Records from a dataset

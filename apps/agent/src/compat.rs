//! Startup check that the host can run the agent at all.

use log::debug;
use std::fs;
use std::io;
use std::path::Path;
use sysinfo::Disks;

use crate::config::AgentConfig;

#[derive(Debug, Clone, Copy, PartialEq, Eq)]
pub struct HostCompatibility {
    /// The backup root exists (or could be created) and accepts new files
    pub backup_root_writable: bool,
    pub log_dir_available: bool,
    /// The host lists its disks, so removable drives can be detected
    pub disk_enumeration: bool,
    /// At least one configured mount parent exists. Only a warning: removable flags may suffice.
    pub mount_parents_present: bool,
}

impl HostCompatibility {
    pub fn check(config: &AgentConfig) -> Self {
        let disk_enumeration = !Disks::new_with_refreshed_list().list().is_empty();
        Self::evaluate(config, disk_enumeration)
    }

    fn evaluate(config: &AgentConfig, disk_enumeration: bool) -> Self {
        Self {
            backup_root_writable: probe_writable(&config.backup_root),
            log_dir_available: fs::create_dir_all(&config.log_dir).is_ok(),
            disk_enumeration,
            mount_parents_present: config.mount_parents.iter().any(|p| p.is_dir()),
        }
    }

    pub fn is_compatible(&self) -> bool {
        self.backup_root_writable && self.log_dir_available && self.disk_enumeration
    }

    pub fn incompatibility_reasons(&self) -> Vec<&'static str> {
        let mut reasons = Vec::new();
        if !self.backup_root_writable {
            reasons.push("Backup folder can't be created or written to");
        }
        if !self.log_dir_available {
            reasons.push("Log folder can't be created");
        }
        if !self.disk_enumeration {
            reasons.push("Host doesn't report any disks, so drives can't be detected");
        }
        reasons
    }

    pub fn warnings(&self) -> Vec<&'static str> {
        let mut warnings = Vec::new();
        if !self.mount_parents_present {
            warnings.push("None of the mount folders exist, relying on removable flags only");
        }
        warnings
    }
}

fn probe_writable(root: &Path) -> bool {
    let attempt = || -> io::Result<()> {
        fs::create_dir_all(root)?;
        let probe = root.join(format!(".drivecopy-probe-{}", uuid::Uuid::new_v4()));
        fs::write(&probe, b"")?;
        fs::remove_file(&probe)
    };
    match attempt() {
        Ok(()) => true,
        Err(e) => {
            debug!("Backup root {} isn't writable: {}", root.display(), e);
            false
        }
    }
}
//! Supported-file filter.
//!
//! Decides from a filename alone whether a file is worth backing up. The decision is based on the
//! text after the last `.`, compared case-insensitively against an allow-list.

use serde::Deserialize;
use std::collections::HashSet;

/// Office documents and plain text.
pub const DOCUMENT_EXTENSIONS: &[&str] = &[
    "pdf", "doc", "docx", "txt", "rtf", "odt", "xls", "xlsx", "csv", "ods", "ppt", "pptx", "odp",
];

/// Still images, including camera raw.
pub const IMAGE_EXTENSIONS: &[&str] = &["jpg", "jpeg", "png", "gif", "bmp", "webp", "heic", "raw", "svg"];

/// Video and audio, only used by the `media` profile.
pub const AV_EXTENSIONS: &[&str] = &["mp4", "mov", "m4v", "avi", "mkv", "3gp", "mp3", "m4a", "wav", "flac"];

/// Which built-in extension set a deployment uses.
#[derive(Debug, Clone, Copy, PartialEq, Eq, Deserialize, Default)]
#[serde(rename_all = "snake_case")]
pub enum ExtensionProfile {
    /// Documents plus images (the default)
    #[default]
    DocumentsAndImages,
    /// Images plus video and audio, for camera cards
    Media,
}

impl ExtensionProfile {
    pub fn extensions(self) -> Vec<&'static str> {
        match self {
            Self::DocumentsAndImages => DOCUMENT_EXTENSIONS.iter().chain(IMAGE_EXTENSIONS).copied().collect(),
            Self::Media => IMAGE_EXTENSIONS.iter().chain(AV_EXTENSIONS).copied().collect(),
        }
    }

    /// Parses a profile name as written in settings or env vars.
    pub fn parse(value: &str) -> Option<Self> {
        match value.trim().to_lowercase().as_str() {
            "documents_and_images" | "documents" | "default" => Some(Self::DocumentsAndImages),
            "media" => Some(Self::Media),
            _ => None,
        }
    }
}

/// Immutable allow-list of lowercase extensions. Cheap to share across sessions.
#[derive(Debug, Clone, PartialEq, Eq)]
pub struct SupportedFileFilter {
    extensions: HashSet<String>,
}

impl SupportedFileFilter {
    pub fn from_profile(profile: ExtensionProfile) -> Self {
        Self::with_extensions(profile.extensions())
    }

    /// Builds a filter from a custom list. Entries are lowercased, a leading `.` is dropped, and empty
    /// entries are ignored so that a name ending in `.` can never match.
    pub fn with_extensions<I, S>(extensions: I) -> Self
    where
        I: IntoIterator<Item = S>,
        S: AsRef<str>,
    {
        let extensions = extensions
            .into_iter()
            .map(|ext| ext.as_ref().trim().trim_start_matches('.').to_lowercase())
            .filter(|ext| !ext.is_empty())
            .collect();
        Self { extensions }
    }

    pub fn is_supported(&self, filename: &str) -> bool {
        let ext = extension_of(filename);
        !ext.is_empty() && self.extensions.contains(&ext)
    }

    pub fn len(&self) -> usize {
        self.extensions.len()
    }

    pub fn is_empty(&self) -> bool {
        self.extensions.is_empty()
    }
}

impl Default for SupportedFileFilter {
    fn default() -> Self {
        Self::from_profile(ExtensionProfile::default())
    }
}

/// Lowercased text after the last `.`, or an empty string when there is no `.`.
pub fn extension_of(filename: &str) -> String {
    filename
        .rsplit_once('.')
        .map(|(_, ext)| ext.to_lowercase())
        .unwrap_or_default()
}
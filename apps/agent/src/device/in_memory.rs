//! Scripted in-memory devices.
//!
//! Used by the test suite. Every file can be told to lie about its
//! size, fail after N bytes, stall for a few reads, or call a hook after each chunk (handy for
//! pulling the plug mid-copy).

use std::collections::HashMap;
use std::sync::atomic::{AtomicUsize, Ordering};
use std::sync::{Arc, Mutex};

use super::{ChunkStream, DeviceError, DeviceHandle, DeviceId, FileNode, MassStorageDriver, Partition};
use crate::ignore_poison::IgnorePoison;

/// Called after each delivered chunk with the number of bytes delivered so far.
pub type ChunkHook = Arc<dyn Fn(u64) + Send + Sync>;

#[derive(Clone)]
pub struct MemoryFile {
    name: String,
    data: Arc<Vec<u8>>,
    reported_size: Option<u64>,
    fail_after: Option<u64>,
    idle_reads: usize,
    on_chunk: Option<ChunkHook>,
}

impl MemoryFile {
    /// Reports a size different from the actual contents.
    pub fn with_reported_size(mut self, size: u64) -> Self {
        self.reported_size = Some(size);
        self
    }

    /// Fails the read once `bytes` have been delivered.
    pub fn failing_after(mut self, bytes: u64) -> Self {
        self.fail_after = Some(bytes);
        self
    }

    /// Returns `reads` empty chunks (timeouts) before the data.
    pub fn with_idle_reads(mut self, reads: usize) -> Self {
        self.idle_reads = reads;
        self
    }

    pub fn on_chunk(mut self, hook: impl Fn(u64) + Send + Sync + 'static) -> Self {
        self.on_chunk = Some(Arc::new(hook));
        self
    }
}

#[derive(Clone)]
pub enum MemoryEntry {
    File(MemoryFile),
    Dir {
        name: String,
        children: Vec<MemoryEntry>,
        unreadable: bool,
    },
}

impl MemoryEntry {
    pub fn file(name: &str, data: impl Into<Vec<u8>>) -> MemoryFile {
        MemoryFile {
            name: name.to_string(),
            data: Arc::new(data.into()),
            reported_size: None,
            fail_after: None,
            idle_reads: 0,
            on_chunk: None,
        }
    }

    /// A file of `len` filler bytes.
    pub fn sized(name: &str, len: usize) -> MemoryFile {
        Self::file(name, vec![0xA5; len])
    }

    pub fn dir(name: &str, children: Vec<MemoryEntry>) -> Self {
        Self::Dir {
            name: name.to_string(),
            children,
            unreadable: false,
        }
    }

    /// A directory whose listing always fails.
    pub fn unreadable_dir(name: &str) -> Self {
        Self::Dir {
            name: name.to_string(),
            children: Vec::new(),
            unreadable: true,
        }
    }
}

impl From<MemoryFile> for MemoryEntry {
    fn from(file: MemoryFile) -> Self {
        Self::File(file)
    }
}

/// Script for one device: its partitions (each a root directory) and injected open/close errors.
#[derive(Clone, Default)]
pub struct MemoryDevice {
    partitions: Vec<MemoryEntry>,
    open_error: Option<DeviceError>,
    close_error: Option<DeviceError>,
}

impl MemoryDevice {
    /// Single-partition device with the given root contents.
    pub fn with_root(children: Vec<MemoryEntry>) -> Self {
        Self {
            partitions: vec![MemoryEntry::dir("", children)],
            ..Self::default()
        }
    }

    pub fn with_partitions(partitions: Vec<Vec<MemoryEntry>>) -> Self {
        Self {
            partitions: partitions.into_iter().map(|c| MemoryEntry::dir("", c)).collect(),
            ..Self::default()
        }
    }

    pub fn failing_open(error: DeviceError) -> Self {
        Self {
            open_error: Some(error),
            ..Self::default()
        }
    }

    pub fn failing_close(mut self, error: DeviceError) -> Self {
        self.close_error = Some(error);
        self
    }
}

/// Driver over scripted devices. Counts opens and closes so tests can check handles are released.
#[derive(Default)]
pub struct InMemoryDriver {
    devices: Mutex<HashMap<DeviceId, MemoryDevice>>,
    opened: AtomicUsize,
    closed: Arc<AtomicUsize>,
}

impl InMemoryDriver {
    pub fn new() -> Self {
        Self::default()
    }

    pub fn insert(&self, id: impl Into<DeviceId>, device: MemoryDevice) {
        self.devices.lock_ignore_poison().insert(id.into(), device);
    }

    pub fn remove(&self, id: &DeviceId) {
        self.devices.lock_ignore_poison().remove(id);
    }

    pub fn open_count(&self) -> usize {
        self.opened.load(Ordering::SeqCst)
    }

    pub fn close_count(&self) -> usize {
        self.closed.load(Ordering::SeqCst)
    }
}

impl MassStorageDriver for InMemoryDriver {
    fn open_device(&self, id: &DeviceId) -> Result<Box<dyn DeviceHandle>, DeviceError> {
        let device = self
            .devices
            .lock_ignore_poison()
            .get(id)
            .cloned()
            .ok_or_else(|| DeviceError::NotFound { path: id.to_string() })?;
        if let Some(error) = device.open_error {
            return Err(error);
        }
        self.opened.fetch_add(1, Ordering::SeqCst);
        Ok(Box::new(MemoryHandle {
            partitions: device.partitions,
            close_error: device.close_error,
            closed: Arc::clone(&self.closed),
        }))
    }
}

struct MemoryHandle {
    partitions: Vec<MemoryEntry>,
    close_error: Option<DeviceError>,
    closed: Arc<AtomicUsize>,
}

impl DeviceHandle for MemoryHandle {
    fn partitions(&self) -> Result<Vec<Box<dyn Partition>>, DeviceError> {
        Ok(self
            .partitions
            .iter()
            .enumerate()
            .map(|(index, root)| {
                Box::new(MemoryPartition {
                    label: format!("memory-{}", index + 1),
                    root: root.clone(),
                }) as Box<dyn Partition>
            })
            .collect())
    }

    fn close(&mut self) -> Result<(), DeviceError> {
        self.closed.fetch_add(1, Ordering::SeqCst);
        match self.close_error.take() {
            Some(error) => Err(error),
            None => Ok(()),
        }
    }
}

struct MemoryPartition {
    label: String,
    root: MemoryEntry,
}

impl Partition for MemoryPartition {
    fn label(&self) -> String {
        self.label.clone()
    }

    fn root_directory(&self) -> Result<Box<dyn FileNode>, DeviceError> {
        Ok(Box::new(MemoryNode(self.root.clone())))
    }
}

/// A root directory node over `children`, for driving the walker without a device.
pub fn memory_root(children: Vec<MemoryEntry>) -> Box<dyn FileNode> {
    Box::new(MemoryNode(MemoryEntry::dir("", children)))
}

struct MemoryNode(MemoryEntry);

impl FileNode for MemoryNode {
    fn name(&self) -> &str {
        match &self.0 {
            MemoryEntry::File(file) => &file.name,
            MemoryEntry::Dir { name, .. } => name,
        }
    }

    fn is_directory(&self) -> bool {
        matches!(self.0, MemoryEntry::Dir { .. })
    }

    fn size(&self) -> u64 {
        match &self.0 {
            MemoryEntry::File(file) => file.reported_size.unwrap_or(file.data.len() as u64),
            MemoryEntry::Dir { .. } => 0,
        }
    }

    fn list_children(&self) -> Result<Vec<Box<dyn FileNode>>, DeviceError> {
        match &self.0 {
            MemoryEntry::Dir { unreadable: true, name, .. } => Err(DeviceError::PermissionDenied { path: name.clone() }),
            MemoryEntry::Dir { children, .. } => Ok(children
                .iter()
                .map(|child| Box::new(MemoryNode(child.clone())) as Box<dyn FileNode>)
                .collect()),
            MemoryEntry::File(file) => Err(DeviceError::NotADirectory {
                path: file.name.clone(),
            }),
        }
    }

    fn open_stream(&self, chunk_size: usize) -> Result<Box<dyn ChunkStream>, DeviceError> {
        match &self.0 {
            MemoryEntry::File(file) => Ok(Box::new(MemoryStream {
                file: file.clone(),
                position: 0,
                chunk_size: chunk_size.max(1),
                idle_left: file.idle_reads,
            })),
            MemoryEntry::Dir { name, .. } => Err(DeviceError::NotAFile { path: name.clone() }),
        }
    }
}

struct MemoryStream {
    file: MemoryFile,
    position: usize,
    chunk_size: usize,
    idle_left: usize,
}

impl ChunkStream for MemoryStream {
    fn next_chunk(&mut self) -> Option<Result<Vec<u8>, DeviceError>> {
        if self.idle_left > 0 {
            self.idle_left -= 1;
            return Some(Ok(Vec::new()));
        }

        let mut end = self.file.data.len();
        if let Some(limit) = self.file.fail_after {
            let limit = limit as usize;
            if self.position >= limit {
                return Some(Err(DeviceError::Io {
                    path: self.file.name.clone(),
                    message: "simulated read failure".to_string(),
                }));
            }
            end = end.min(limit);
        }
        if self.position >= end {
            return None;
        }

        let next = (self.position + self.chunk_size).min(end);
        let chunk = self.file.data[self.position..next].to_vec();
        self.position = next;
        if let Some(hook) = &self.file.on_chunk {
            hook(self.position as u64);
        }
        Some(Ok(chunk))
    }
}

#[cfg(test)]
mod tests {
    use super::*;

    fn drain(stream: &mut dyn ChunkStream) -> (Vec<usize>, Option<DeviceError>) {
        let mut sizes = Vec::new();
        while let Some(chunk) = stream.next_chunk() {
            match chunk {
                Ok(bytes) => sizes.push(bytes.len()),
                Err(e) => return (sizes, Some(e)),
            }
        }
        (sizes, None)
    }

    #[test]
    fn test_idle_reads_then_data() {
        let node = MemoryNode(MemoryEntry::sized("a.pdf", 5).with_idle_reads(2).into());
        let mut stream = node.open_stream(4).unwrap();
        assert_eq!(drain(stream.as_mut()), (vec![0, 0, 4, 1], None));
    }

    #[test]
    fn test_fail_after() {
        let node = MemoryNode(MemoryEntry::sized("a.pdf", 10).failing_after(6).into());
        let mut stream = node.open_stream(4).unwrap();
        let (sizes, error) = drain(stream.as_mut());
        assert_eq!(sizes, vec![4, 2]);
        assert!(matches!(error, Some(DeviceError::Io { .. })));
    }

    #[test]
    fn test_driver_counts_open_and_close() {
        let driver = InMemoryDriver::new();
        driver.insert("stick", MemoryDevice::with_root(vec![]));

        let mut handle = driver.open_device(&DeviceId::new("stick")).unwrap();
        assert_eq!(driver.open_count(), 1);
        handle.close().unwrap();
        assert_eq!(driver.close_count(), 1);

        assert!(matches!(
            driver.open_device(&DeviceId::new("other")),
            Err(DeviceError::NotFound { .. })
        ));
    }
}
//! Per-session cancellation token.

use std::sync::Arc;
use std::sync::atomic::{AtomicBool, Ordering};

/// Cooperative cancellation flag shared between a session's owner and the code doing the copying.
///
/// Clones share the same flag. Cancellation is one-way.
#[derive(Debug, Clone, Default)]
pub struct CancellationToken {
    cancelled: Arc<AtomicBool>,
}

impl CancellationToken {
    pub fn new() -> Self {
        Self::default()
    }

    pub fn cancel(&self) {
        self.cancelled.store(true, Ordering::Relaxed);
    }

    pub fn is_cancelled(&self) -> bool {
        self.cancelled.load(Ordering::Relaxed)
    }
}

■ EXERCISE INSTRUCTIONS
Look above for the line holding "pub fn failing_open(error: DeviceError)". Print it and every line after it, exactly, through the line holding "pub fn close_count(&self)".

■ EXERCISE ANSWER
    pub fn failing_open(error: DeviceError) -> Self {
        Self {
            open_error: Some(error),
            ..Self::default()
        }
    }

    pub fn failing_close(mut self, error: DeviceError) -> Self {
        self.close_error = Some(error);
        self
    }
}

/// Driver over scripted devices. Counts opens and closes so tests can check handles are released.
#[derive(Default)]
pub struct InMemoryDriver {
    devices: Mutex<HashMap<DeviceId, MemoryDevice>>,
    opened: AtomicUsize,
    closed: Arc<AtomicUsize>,
}

impl InMemoryDriver {
    pub fn new() -> Self {
        Self::default()
    }

    pub fn insert(&self, id: impl Into<DeviceId>, device: MemoryDevice) {
        self.devices.lock_ignore_poison().insert(id.into(), device);
    }

    pub fn remove(&self, id: &DeviceId) {
        self.devices.lock_ignore_poison().remove(id);
    }

    pub fn open_count(&self) -> usize {
        self.opened.load(Ordering::SeqCst)
    }

    pub fn close_count(&self) -> usize {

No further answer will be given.